Baden/Wettingen

Ein Prosit auf die regionale Braukunst

Ein Qualitätssiegel für die Bierbrauer

Ein Qualitätssiegel für die Bierbrauer

Der Brau Ring zeichnet Müllerbräu und LägereBräu mit dem Qualitätssiegel aus. Viele Besucher fanden sich gestern Abend im Getränkemarkt Harassino in Baden ein, um sich eine Stunde gratis mit dem Dunkelbier «Dark Gold» verköstigen zu lassen.

Das Inserat in der Donnerstagsausgabe der az zeigte offenbar Wirkung: Nicht wenige Besucher fanden sich gestern Abend im Getränkemarkt Harassino in Baden ein, um sich eine Stunde gratis mit dem Dunkelbier «Dark Gold» verköstigen zu lassen.

Genau zur gleichen Zeit offerierte die LägereBräu in ihrem Biergarten auf der Klosterhalbinsel in Wettingen während einer Stunde ihr Kloster-Bier. Hier fanden sich fast noch mehr Besucher ein - der Biergarten befand sich gleich neben der Degustations-Theke.

Grund für die grosszügige Geste der beiden regionalen Bierbrauer war die Verleihung des Qualitätssiegels durch den Brau Ring. Zusammen mit 11 anderen regionalen Schweizer Bierbrauern durften Müllerbräu und LägereBräu letzte Woche in Einsiedeln die Auszeichnung entgegen nehmen.

Hart umkämpfter Bier-Markt

«Mit dem Qualitätssiegel unterstützen wir kleinere und mittlere Brauereien im hart umkämpften Biermarkt», erklärt Matthias Hajenski, Geschäftsführer des Brau Ring. Dabei werde das Qualitätssiegel nicht einfach so vergeben. «Ein unabhängiges Institut überprüft nach strengen Kriterien die Bierqualität», sagt Hajenski.

Weiter gehe es auch darum, den Konsumenten für regionale Biere zu gewinnen. «Anders als die grossen Bierkonzerne zahlen die kleinen Firmen in der Region Steuern und schaffen vor Ort auch Arbeitsplätze.» Doch nicht nur das, fährt Hajenski weiter. «Lokale Biere zeichnen sich durch eine hohe Qualität aus.»

Der Brau Ring - ihm gehören 230 europäische Brauereien an - sorge dafür, dass kleine Brauereien bessere Einkaufskonditionen hätten, so Hajenski.
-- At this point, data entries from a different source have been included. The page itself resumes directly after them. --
//! Shared test doubles: a scripted remote, fixed clock and store setup.

use std::collections::VecDeque;
use std::sync::atomic::{AtomicU32, Ordering};
use std::sync::{Arc, Mutex};
use std::time::Duration;

use async_trait::async_trait;
use time::macros::datetime;
use time::{Date, OffsetDateTime};
use tokio::sync::Semaphore;

use reader_client::db::{open_in_memory, queue};
use reader_client::domain::{
    Area, BillPayload, Customer, DailyBill, ReaderProfile, SystemSettings,
};

use crate::client::ReaderClient;
use crate::connectivity::StaticConnectivity;
use crate::remote::{RemoteError, RemoteService};
use crate::session::OpenRoute;
use crate::sync::SyncTuning;

/// Remote stub. `bill_results` scripts `generate_bill` answers in
/// order; when the script runs out, calls succeed with a synthetic id.
pub(crate) struct StubRemote {
    pub settings: Option<SystemSettings>,
    pub areas: Vec<Area>,
    pub customers: Vec<Customer>,
    pub daily_bills: Vec<DailyBill>,
    pub bill_results: Mutex<VecDeque<Result<i64, RemoteError>>>,
    pub bill_calls: AtomicU32,
    /// When set, every `generate_bill` call blocks on a permit first.
    pub gate: Option<Arc<Semaphore>>,
    gate_waiting: AtomicU32,
}

impl StubRemote {
    pub fn accepting() -> Self {
        Self {
            settings: Some(SystemSettings::default()),
            areas: Vec::new(),
            customers: Vec::new(),
            daily_bills: Vec::new(),
            bill_results: Mutex::new(VecDeque::new()),
            bill_calls: AtomicU32::new(0),
            gate: None,
            gate_waiting: AtomicU32::new(0),
        }
    }

    pub fn scripted(results: Vec<Result<i64, RemoteError>>) -> Self {
        let stub = Self::accepting();
        *stub.bill_results.lock().expect("results lock") = results.into();
        stub
    }

    /// Number of `generate_bill` calls made so far.
    pub fn calls(&self) -> u32 {
        self.bill_calls.load(Ordering::SeqCst)
    }

    /// Number of calls that have reached the gate.
    pub fn waiters(&self) -> u32 {
        self.gate_waiting.load(Ordering::SeqCst)
    }
}

#[async_trait]
impl RemoteService for StubRemote {
    async fn fetch_settings(&self) -> Result<Option<SystemSettings>, RemoteError> {
        Ok(self.settings.clone())
    }

    async fn fetch_areas(
        &self,
        assigned_reader_id: Option<i64>,
    ) -> Result<Vec<Area>, RemoteError> {
        Ok(self
            .areas
            .iter()
            .filter(|a| assigned_reader_id.is_none() || a.assigned_reader_id == assigned_reader_id)
            .cloned()
            .collect())
    }

    async fn fetch_customers(&self) -> Result<Vec<Customer>, RemoteError> {
        Ok(self.customers.clone())
    }

    async fn fetch_daily_bills(&self, _on: Date) -> Result<Vec<DailyBill>, RemoteError> {
        Ok(self.daily_bills.clone())
    }

    async fn generate_bill(&self, _payload: &BillPayload) -> Result<i64, RemoteError> {
        if let Some(gate) = &self.gate {
            self.gate_waiting.fetch_add(1, Ordering::SeqCst);
            gate.acquire().await.expect("gate closed").forget();
        }
        let n = self.bill_calls.fetch_add(1, Ordering::SeqCst) + 1;
        let scripted = self.bill_results.lock().expect("results lock").pop_front();
        scripted.unwrap_or(Ok(i64::from(500 + n)))
    }
}

/// All time-dependent behavior in tests runs on this instant.
pub(crate) fn fixed_now() -> OffsetDateTime {
    datetime!(2024-08-14 12:00:00 UTC)
}

/// Zero-delay tuning so drain tests finish instantly.
pub(crate) fn fast_tuning() -> SyncTuning {
    SyncTuning {
        max_attempts: 3,
        settle_delay: Duration::ZERO,
        retry_pause: Duration::ZERO,
    }
}

pub(crate) async fn client(
    remote: Arc<StubRemote>,
    online: bool,
) -> (Arc<ReaderClient>, Arc<StaticConnectivity>) {
    let pool = open_in_memory().await.expect("in-memory store");
    let connectivity = Arc::new(StaticConnectivity::new(online));
    let client = ReaderClient::new(pool, remote, connectivity.clone(), fast_tuning())
        .with_clock(Arc::new(fixed_now));
    (Arc::new(client), connectivity)
}

pub(crate) fn reader() -> ReaderProfile {
    ReaderProfile {
        staff_id: Some(9),
        first_name: "Maria".to_string(),
        last_name: "Santos".to_string(),
        role: "reader".to_string(),
    }
}

pub(crate) fn customer(id: i64, address: &str) -> Customer {
    Customer {
        id,
        first_name: "Juan".to_string(),
        last_name: format!("Cruz-{id}"),
        address: address.to_string(),
        meter_number: format!("MTR-{id:04}"),
        has_discount: false,
        previous_reading: 100.0,
        arrears: 0.0,
        history: Vec::new(),
    }
}

/// Log in and install an open route directly, bypassing the dashboard.
pub(crate) async fn open_test_route(client: &ReaderClient, customers: Vec<Customer>) {
    client.login(reader()).await;
    let mut session = client.session.lock().await;
    let s = session.as_mut().expect("session just opened");
    s.open_route = Some(OpenRoute {
        area_id: 1,
        area_name: "North".to_string(),
        zones: vec!["Poblacion".to_string()],
        customers,
    });
}

pub(crate) fn payload(customer_id: i64) -> BillPayload {
    BillPayload {
        customer_id,
        current_reading: 120.0,
        previous_reading: 100.0,
        period_date: fixed_now().date(),
        amount: 625.0,
        consumption: 20.0,
        due_date: fixed_now().date() + time::Duration::days(14),
        base_charge: 150.0,
        consumption_charge: 350.0,
        penalty: 0.0,
        tax: 0.0,
        arrears: 0.0,
    }
}

/// Put one reading straight into the offline queue.
pub(crate) async fn enqueue_reading(client: &ReaderClient, customer_id: i64) {
    queue::insert(&client.store, &payload(customer_id))
        .await
        .expect("queue insert");
}
//! Snapshot collection queries.
//!
//! Snapshots follow replace-all semantics: a save clears the
//! collection, bulk-inserts the new records and stamps the freshness
//! timestamp inside one transaction, so readers observe either the old
//! snapshot or the new one, never a partial mix.

use sqlx::SqlitePool;

/// The two snapshot collections. Keys are entity ids rendered as text
/// (plus the settings sentinel in the areas collection).
#[derive(Debug, Clone, Copy, PartialEq, Eq)]
pub enum SnapshotTable {
    Areas,
    Customers,
}

impl SnapshotTable {
    fn table_name(self) -> &'static str {
        match self {
            SnapshotTable::Areas => "snapshot_areas",
            SnapshotTable::Customers => "snapshot_customers",
        }
    }

    /// Freshness metadata key for this collection.
    pub fn meta_key(self) -> &'static str {
        match self {
            SnapshotTable::Areas => "sync_areas_time",
            SnapshotTable::Customers => "sync_customers_time",
        }
    }
}

/// Atomically replace the collection contents and its freshness stamp.
pub async fn replace_all(
    pool: &SqlitePool,
    table: SnapshotTable,
    rows: &[(String, String)],
    stamp: i64,
) -> Result<(), sqlx::Error> {
    let mut tx = pool.begin().await?;

    sqlx::query(&format!("DELETE FROM {}", table.table_name()))
        .execute(&mut *tx)
        .await?;

    for (key, payload) in rows {
        sqlx::query(&format!(
            "INSERT INTO {} (key, payload) VALUES (?1, ?2)",
            table.table_name()
        ))
        .bind(key)
        .bind(payload)
        .execute(&mut *tx)
        .await?;
    }

    sqlx::query(
        r#"
        INSERT INTO cache_meta (key, value) VALUES (?1, ?2)
        ON CONFLICT(key) DO UPDATE SET value = excluded.value
        "#,
    )
    .bind(table.meta_key())
    .bind(stamp)
    .execute(&mut *tx)
    .await?;

    tx.commit().await
}

/// All record payloads of a collection, in key order.
pub async fn load_payloads(
    pool: &SqlitePool,
    table: SnapshotTable,
) -> Result<Vec<String>, sqlx::Error> {
    let rows: Vec<(String,)> = sqlx::query_as(&format!(
        "SELECT payload FROM {} ORDER BY key",
        table.table_name()
    ))
    .fetch_all(pool)
    .await?;

    Ok(rows.into_iter().map(|(p,)| p).collect())
}

/// Unix-seconds freshness stamp of a collection, if it was ever saved.
pub async fn freshness(
    pool: &SqlitePool,
    table: SnapshotTable,
) -> Result<Option<i64>, sqlx::Error> {
    let row: Option<(i64,)> = sqlx::query_as("SELECT value FROM cache_meta WHERE key = ?1")
        .bind(table.meta_key())
        .fetch_optional(pool)
        .await?;
    Ok(row.map(|(v,)| v))
}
Zudem fände ein regelmässiger Austausch unter den Brauereien statt.

Brau Ring ermöglicht Austausch

Die bestätigt auch Felix Meier, Geschäftsführer von Müllerbräu: «Dank dem Brau Ring können wir sehr viel Know-How mit anderen Brauereien austauschen.» Über die Prämierung des «Dark Gold» freut sich Meier ganz besonders, «bin ich doch persönlich ein grosser Fan von dunklem Bier». Bei dieser Gelegenheit erwähnt Meier gleich auch noch: «Wir brauen das dunkle Bier mit qualitativ hochstehendem, dunklem Spezialmalz und färben das Bier nicht ein, wie das andere Brauereien tun.»

Auch Thomas Benz, Geschäftsführer der LägereBräu, weiss nur Gutes über den Brau Ring zu berichten. «Als wir 2008 die Aktiengesellschaft gründeten, war es unser Ziel, so rasch wie möglich als professionelle Brauerei wahrgenommen zu werden.» Mit dem Beitritt zum Brau Ring sei ein grosser Schritt in diese Richtung erfolgt. «Natürlich profitieren wir auch vom grossen Netzwerk innerhalb des Brau Ring», sagt Benz.

Amber-Bier findet Anklang

Auf das prämierte Kloster-Bier ist Bierbrauer Thomas Benz natürlich stolz. «Nach dem hellen Bier und dem Weizenbier wollten wir ein drittes Bier im Sortiment.» Man habe sich schliesslich für ein klösterliches Amber-Bier entschieden. «In Klosterbüchern haben wir nach alten Rezepten gesucht und sind fündig geworden.»
Der spezielle Geschmack des Kloster-Biers sei auf die Zugabe von Honig aus dem Klostergarten zurückzuführen, so Benz.

Das Kloster-Bier komme bei den Besucherinnen und Besuchern des Biergartens sehr gut an. Benz: «Wir verkaufen 40 Prozent Klosterbier, 40 Prozent Original-Bier und 20 Prozent Weizen-Bier.»